** Records shown follows **

/// Fragments of the array found at `field` of a top-level JSON object.
///
/// A missing or null field yields no fragments.
pub fn parse_json_field_array(
    response: &ApiResponse,
    field: &str,
) -> Result<Vec<Box<RawValue>>, PipelineError> {
    let body: std::collections::HashMap<String, Box<RawValue>> =
        response.json().map_err(|err| malformed_response(response, err))?;
    match body.get(field) {
        None => Ok(Vec::new()),
        Some(raw) if raw.get() == "null" => Ok(Vec::new()),
        Some(raw) => serde_json::from_str(raw.get()).map_err(|err| {
            malformed_response(response, format!("field {field:?} is not an array: {err}"))
        }),
    }
}

#[derive(Debug, Clone, PartialEq, Eq)]
enum Segment {
    Literal(String),
    Page,
    PageSize,
    Since,
    Input(String),
}

#[derive(Debug, Clone, PartialEq, Eq)]
struct UrlTemplate {
    segments: Vec<Segment>,
}

impl UrlTemplate {
    fn parse(template: &str) -> Result<Self, PipelineError> {
        let mut segments = Vec::new();
        let mut rest = template;
        while let Some(open) = rest.find('{') {
            if open > 0 {
                segments.push(Segment::Literal(rest[..open].to_string()));
            }
            let after = &rest[open + 1..];
            let close = after.find('}').ok_or_else(|| {
                PipelineError::config(format!("unclosed placeholder in url template {template:?}"))
            })?;
            let name = &after[..close];
            segments.push(match name {
                "page" => Segment::Page,
                "page_size" => Segment::PageSize,
                "since" => Segment::Since,
                other => match other.strip_prefix("input.") {
                    Some(field) if !field.is_empty() => Segment::Input(field.to_string()),
                    _ => {
                        return Err(PipelineError::config(format!(
                            "unknown placeholder {{{other}}} in url template {template:?}"
                        )))
                    }
                },
            });
            rest = &after[close + 1..];
        }
        if !rest.is_empty() {
            segments.push(Segment::Literal(rest.to_string()));
        }
        Ok(Self { segments })
    }

    fn uses_input(&self) -> bool {
        self.segments.iter().any(|s| matches!(s, Segment::Input(_)))
    }

    fn render(&self, request: &RequestData<'_>) -> Result<String, PipelineError> {
        let mut out = String::new();
        for segment in &self.segments {
            match segment {
                Segment::Literal(text) => out.push_str(text),
                Segment::Page => out.push_str(&request.page.to_string()),
                Segment::PageSize => {
                    out.push_str(&request.page_size.map(|s| s.to_string()).unwrap_or_default())
                }
                Segment::Since => {
                    if let Some(since) = request.since {
                        out.push_str(&since.to_rfc3339_opts(SecondsFormat::Secs, true));
                    }
                }
                Segment::Input(field) => {
                    let value = request
                        .input
                        .and_then(|input| input.get(field))
                        .ok_or_else(|| {
                            PipelineError::config(format!("collector input has no field {field:?}"))
                        })?;
                    match value {
                        JsonValue::String(text) => out.push_str(text),
                        other => out.push_str(&other.to_string()),
                    }
                }
            }
        }
        Ok(out)
    }
}
#[cfg(test)]
mod tests {
    use super::*;
    use futures::future::BoxFuture;
    use futures::FutureExt;
    use std::sync::atomic::{AtomicUsize, Ordering};
    use std::time::Duration;

    #[derive(Default)]
    struct Recorder {
        calls: std::sync::Mutex<Vec<&'static str>>,
        in_flight: AtomicUsize,
        max_in_flight: AtomicUsize,
    }

    impl Recorder {
        fn record(&self, name: &'static str) {
            if let Ok(mut calls) = self.calls.lock() {
                calls.push(name);
            }
        }

        fn calls(&self) -> Vec<&'static str> {
            self.calls.lock().map(|c| c.clone()).unwrap_or_default()
        }
    }

    type Data = Arc<Recorder>;

    fn ok_step(ctx: &SubTaskContext<Data>) -> BoxFuture<'_, Result<(), PipelineError>> {
        async move {
            ctx.data().record(ctx.name());
            Ok(())
        }
        .boxed()
    }

    fn failing_step(ctx: &SubTaskContext<Data>) -> BoxFuture<'_, Result<(), PipelineError>> {
        async move {
            ctx.data().record(ctx.name());
            Err(PipelineError::Remote {
                status: 401,
                url: "http://example.test".into(),
            })
        }
        .boxed()
    }

    fn slow_step(ctx: &SubTaskContext<Data>) -> BoxFuture<'_, Result<(), PipelineError>> {
        async move {
            let recorder = ctx.data();
            let now = recorder.in_flight.fetch_add(1, Ordering::SeqCst) + 1;
            recorder.max_in_flight.fetch_max(now, Ordering::SeqCst);
            tokio::time::sleep(Duration::from_millis(30)).await;
            recorder.in_flight.fetch_sub(1, Ordering::SeqCst);
            ctx.checkpoint()
        }
        .boxed()
    }

    fn cancelling_step(ctx: &SubTaskContext<Data>) -> BoxFuture<'_, Result<(), PipelineError>> {
        async move {
            ctx.cancellation().cancel();
            ctx.checkpoint()
        }
        .boxed()
    }

    fn meta(
        name: &'static str,
        entry_point: crate::context::SubTaskEntryPoint<Data>,
        depends_on: &'static [&'static str],
    ) -> SubTaskMeta<Data> {
        SubTaskMeta {
            name,
            entry_point,
            enabled_by_default: true,
            description: "",
            depends_on,
        }
    }

    struct TestPlugin {
        recorder: Arc<Recorder>,
        metas: Vec<SubTaskMeta<Data>>,
    }

    #[async_trait]
    impl Plugin for TestPlugin {
        type TaskData = Data;

        fn name(&self) -> &'static str {
            "test"
        }

        fn subtask_metas(&self) -> Vec<SubTaskMeta<Data>> {
            self.metas.clone()
        }

        fn migration_scripts(&self) -> Vec<Box<dyn MigrationScript>> {
            Vec::new()
        }

        async fn prepare_task_data(
            &self,
            _invocation: &TaskInvocation,
            _config: &LakeConfig,
        ) -> Result<Data, PipelineError> {
            Ok(self.recorder.clone())
        }
    }

    async fn orchestrator() -> Orchestrator {
        Orchestrator::new(LakeConfig::default(), Store::in_memory().await.expect("store"))
    }

    #[test]
    fn plan_orders_dependencies_stably() {
        let metas = vec![
            meta("convert", ok_step, &["extract"]),
            meta("collect", ok_step, &[]),
            meta("extract", ok_step, &["collect"]),
            meta("other", ok_step, &[]),
        ];
        let plan = RunPlan::build(&metas, &BTreeMap::new()).expect("plan");
        let names: Vec<_> = plan.steps.iter().map(|s| s.name).collect();
        assert_eq!(names, vec!["collect", "extract", "convert", "other"]);
    }

    #[test]
    fn plan_rejects_bad_graphs_and_selections() {
        let cyclic = vec![meta("a", ok_step, &["b"]), meta("b", ok_step, &["a"])];
        assert!(RunPlan::build(&cyclic, &BTreeMap::new()).is_err());

        let dangling = vec![meta("a", ok_step, &["missing"])];
        assert!(RunPlan::build(&dangling, &BTreeMap::new()).is_err());

        let duplicate = vec![meta("a", ok_step, &[]), meta("a", ok_step, &[])];
        assert!(RunPlan::build(&duplicate, &BTreeMap::new()).is_err());

        let fine = vec![meta("a", ok_step, &[])];
        let selection = BTreeMap::from([("nope".to_string(), false)]);
        let err = RunPlan::build(&fine, &selection).unwrap_err();
        assert_eq!(err.kind(), "configuration");
    }

    #[tokio::test]
    async fn failure_blocks_dependents_but_not_independent_chains() {
        let recorder = Arc::new(Recorder::default());
        let plugin = TestPlugin {
            recorder: recorder.clone(),
            metas: vec![
                meta("collect", failing_step, &[]),
                meta("extract", ok_step, &["collect"]),
                meta("convert", ok_step, &["extract"]),
                meta("collectJobs", ok_step, &[]),
            ],
        };
        let report = orchestrator()
            .await
            .run(&plugin, TaskInvocation::new("test", serde_json::json!({})), CancellationToken::new())
            .await
            .expect("run");

        assert_eq!(report.status, RunStatus::Failed);
        assert_eq!(report.subtask("collect").unwrap().status, SubTaskStatus::Failed);
        assert_eq!(report.subtask("extract").unwrap().status, SubTaskStatus::Skipped);
        assert_eq!(report.subtask("convert").unwrap().status, SubTaskStatus::Skipped);
        assert_eq!(report.subtask("collectJobs").unwrap().status, SubTaskStatus::Completed);
        assert_eq!(recorder.calls(), vec!["collect", "collectJobs"]);
        assert!(report
            .subtask("collect")
            .and_then(|s| s.error.as_deref())
            .is_some_and(|e| e.contains("401")));

        let json = serde_json::to_value(&report).expect("json");
        assert_eq!(json["subtasks"][1]["status"], "skipped");
    }

    #[tokio::test]
    async fn disabled_dependency_counts_as_satisfied() {
        let recorder = Arc::new(Recorder::default());
        let plugin = TestPlugin {
            recorder: recorder.clone(),
            metas: vec![
                meta("collect", failing_step, &[]),
                meta("extract", ok_step, &["collect"]),
            ],
        };
        let mut invocation = TaskInvocation::new("test", serde_json::json!({}));
        invocation.subtasks.insert("collect".into(), false);

        let report = orchestrator()
            .await
            .run(&plugin, invocation, CancellationToken::new())
            .await
            .expect("run");
        assert_eq!(report.status, RunStatus::Completed);
        assert_eq!(report.subtask("collect").unwrap().status, SubTaskStatus::Disabled);
        assert_eq!(recorder.calls(), vec!["extract"]);
    }

    #[tokio::test]
    async fn cancellation_skips_remaining_subtasks() {
        let recorder = Arc::new(Recorder::default());
        let plugin = TestPlugin {
            recorder: recorder.clone(),
            metas: vec![
                meta("interrupted", cancelling_step, &[]),
                meta("after", ok_step, &[]),
            ],
        };
        let cancel = CancellationToken::new();

        let report = orchestrator()
            .await
            .run(&plugin, TaskInvocation::new("test", serde_json::json!({})), cancel.clone())
            .await
            .expect("run");
        assert!(cancel.is_cancelled());
        assert_eq!(report.status, RunStatus::Cancelled);
        assert_eq!(report.subtask("interrupted").unwrap().status, SubTaskStatus::Failed);
        assert_eq!(report.subtask("after").unwrap().status, SubTaskStatus::Skipped);
        assert!(recorder.calls().is_empty());
    }

    #[tokio::test]
    async fn same_partition_runs_are_serialized() {
        let recorder = Arc::new(Recorder::default());
        let plugin = Arc::new(TestPlugin {
            recorder: recorder.clone(),
            metas: vec![meta("slow", slow_step, &[])],
        });
        let orchestrator = orchestrator().await;
        let options = serde_json::json!({"connection_id": 1});
        let invocations = vec![
            TaskInvocation::new("test", options.clone()),
            TaskInvocation::new("test", options),
        ];

        let results = orchestrator
            .run_all(invocations, &CancellationToken::new(), move |orch, invocation, cancel| {
                let plugin = plugin.clone();
                async move { orch.run(plugin.as_ref(), invocation, cancel).await }
            })
            .await;

        assert_eq!(results.len(), 2);
        for result in results {
            assert_eq!(result.expect("run").status, RunStatus::Completed);
        }
        assert_eq!(recorder.max_in_flight.load(Ordering::SeqCst), 1);
    }

    #[tokio::test]
    async fn distinct_partitions_run_concurrently() {
        let recorder = Arc::new(Recorder::default());
        let plugin = Arc::new(TestPlugin {
            recorder: recorder.clone(),
            metas: vec![meta("slow", slow_step, &[])],
        });
        let orchestrator = orchestrator().await;
        let invocations = vec![
            TaskInvocation::new("test", serde_json::json!({"connection_id": 1})),
            TaskInvocation::new("test", serde_json::json!({"connection_id": 2})),
        ];

        let results = orchestrator
            .run_all(invocations, &CancellationToken::new(), move |orch, invocation, cancel| {
                let plugin = plugin.clone();
                async move { orch.run(plugin.as_ref(), invocation, cancel).await }
            })
            .await;
        assert!(results.iter().all(|r| r.is_ok()));
        assert_eq!(recorder.max_in_flight.load(Ordering::SeqCst), 2);
    }

    #[tokio::test]
    async fn queued_partition_runs_leave_global_slots_free() {
        let recorder = Arc::new(Recorder::default());
        let plugin = Arc::new(TestPlugin {
            recorder: recorder.clone(),
            metas: vec![meta("slow", slow_step, &[])],
        });
        let config = LakeConfig {
            max_concurrent_runs: 2,
            ..LakeConfig::default()
        };
        let orchestrator = Orchestrator::new(config, Store::in_memory().await.expect("store"));
        let invocations = vec![
            TaskInvocation::new("test", serde_json::json!({"connection_id": 1})),
            TaskInvocation::new("test", serde_json::json!({"connection_id": 1})),
            TaskInvocation::new("test", serde_json::json!({"connection_id": 2})),
        ];

        let results = orchestrator
            .run_all(invocations, &CancellationToken::new(), move |orch, invocation, cancel| {
                let plugin = plugin.clone();
                async move { orch.run(plugin.as_ref(), invocation, cancel).await }
            })
            .await;
        assert!(results.iter().all(|r| r.is_ok()));
        // connection 2 ran alongside the first connection 1 run.
        assert_eq!(recorder.max_in_flight.load(Ordering::SeqCst), 2);
    }

    #[tokio::test]
    async fn idle_partitions_are_forgotten() {
        let recorder = Arc::new(Recorder::default());
        let plugin = Arc::new(TestPlugin {
            recorder: recorder.clone(),
            metas: vec![meta("slow", slow_step, &[])],
        });
        let orchestrator = orchestrator().await;
        let invocations = (0..3)
            .map(|id| TaskInvocation::new("test", serde_json::json!({"connection_id": id % 2})))
            .collect();

        let results = orchestrator
            .run_all(invocations, &CancellationToken::new(), move |orch, invocation, cancel| {
                let plugin = plugin.clone();
                async move { orch.run(plugin.as_ref(), invocation, cancel).await }
            })
            .await;
        assert!(results.iter().all(|r| r.is_ok()));
        assert!(orchestrator.partitions.lock().await.is_empty());

        let cancel = CancellationToken::new();
        cancel.cancel();
        let plugin = TestPlugin {
            recorder,
            metas: vec![meta("slow", slow_step, &[])],
        };
        let err = orchestrator
            .run(&plugin, TaskInvocation::new("test", serde_json::json!({})), cancel)
            .await
            .unwrap_err();
        assert_eq!(err.kind(), "cancelled");
        assert!(orchestrator.partitions.lock().await.is_empty());
    }
}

** End of Records shown **

- Problem -
Up to and including the line with "Some(raw) => serde_json::from_str(raw.get()).map_err(|err|", output each line of the entries above exactly, starting from the first.

- Response for this exercise -
/// Fragments of the array found at `field` of a top-level JSON object.
///
/// A missing or null field yields no fragments.
pub fn parse_json_field_array(
    response: &ApiResponse,
    field: &str,
) -> Result<Vec<Box<RawValue>>, PipelineError> {
    let body: std::collections::HashMap<String, Box<RawValue>> =
        response.json().map_err(|err| malformed_response(response, err))?;
    match body.get(field) {
        None => Ok(Vec::new()),
        Some(raw) if raw.get() == "null" => Ok(Vec::new()),
        Some(raw) => serde_json::from_str(raw.get()).map_err(|err| {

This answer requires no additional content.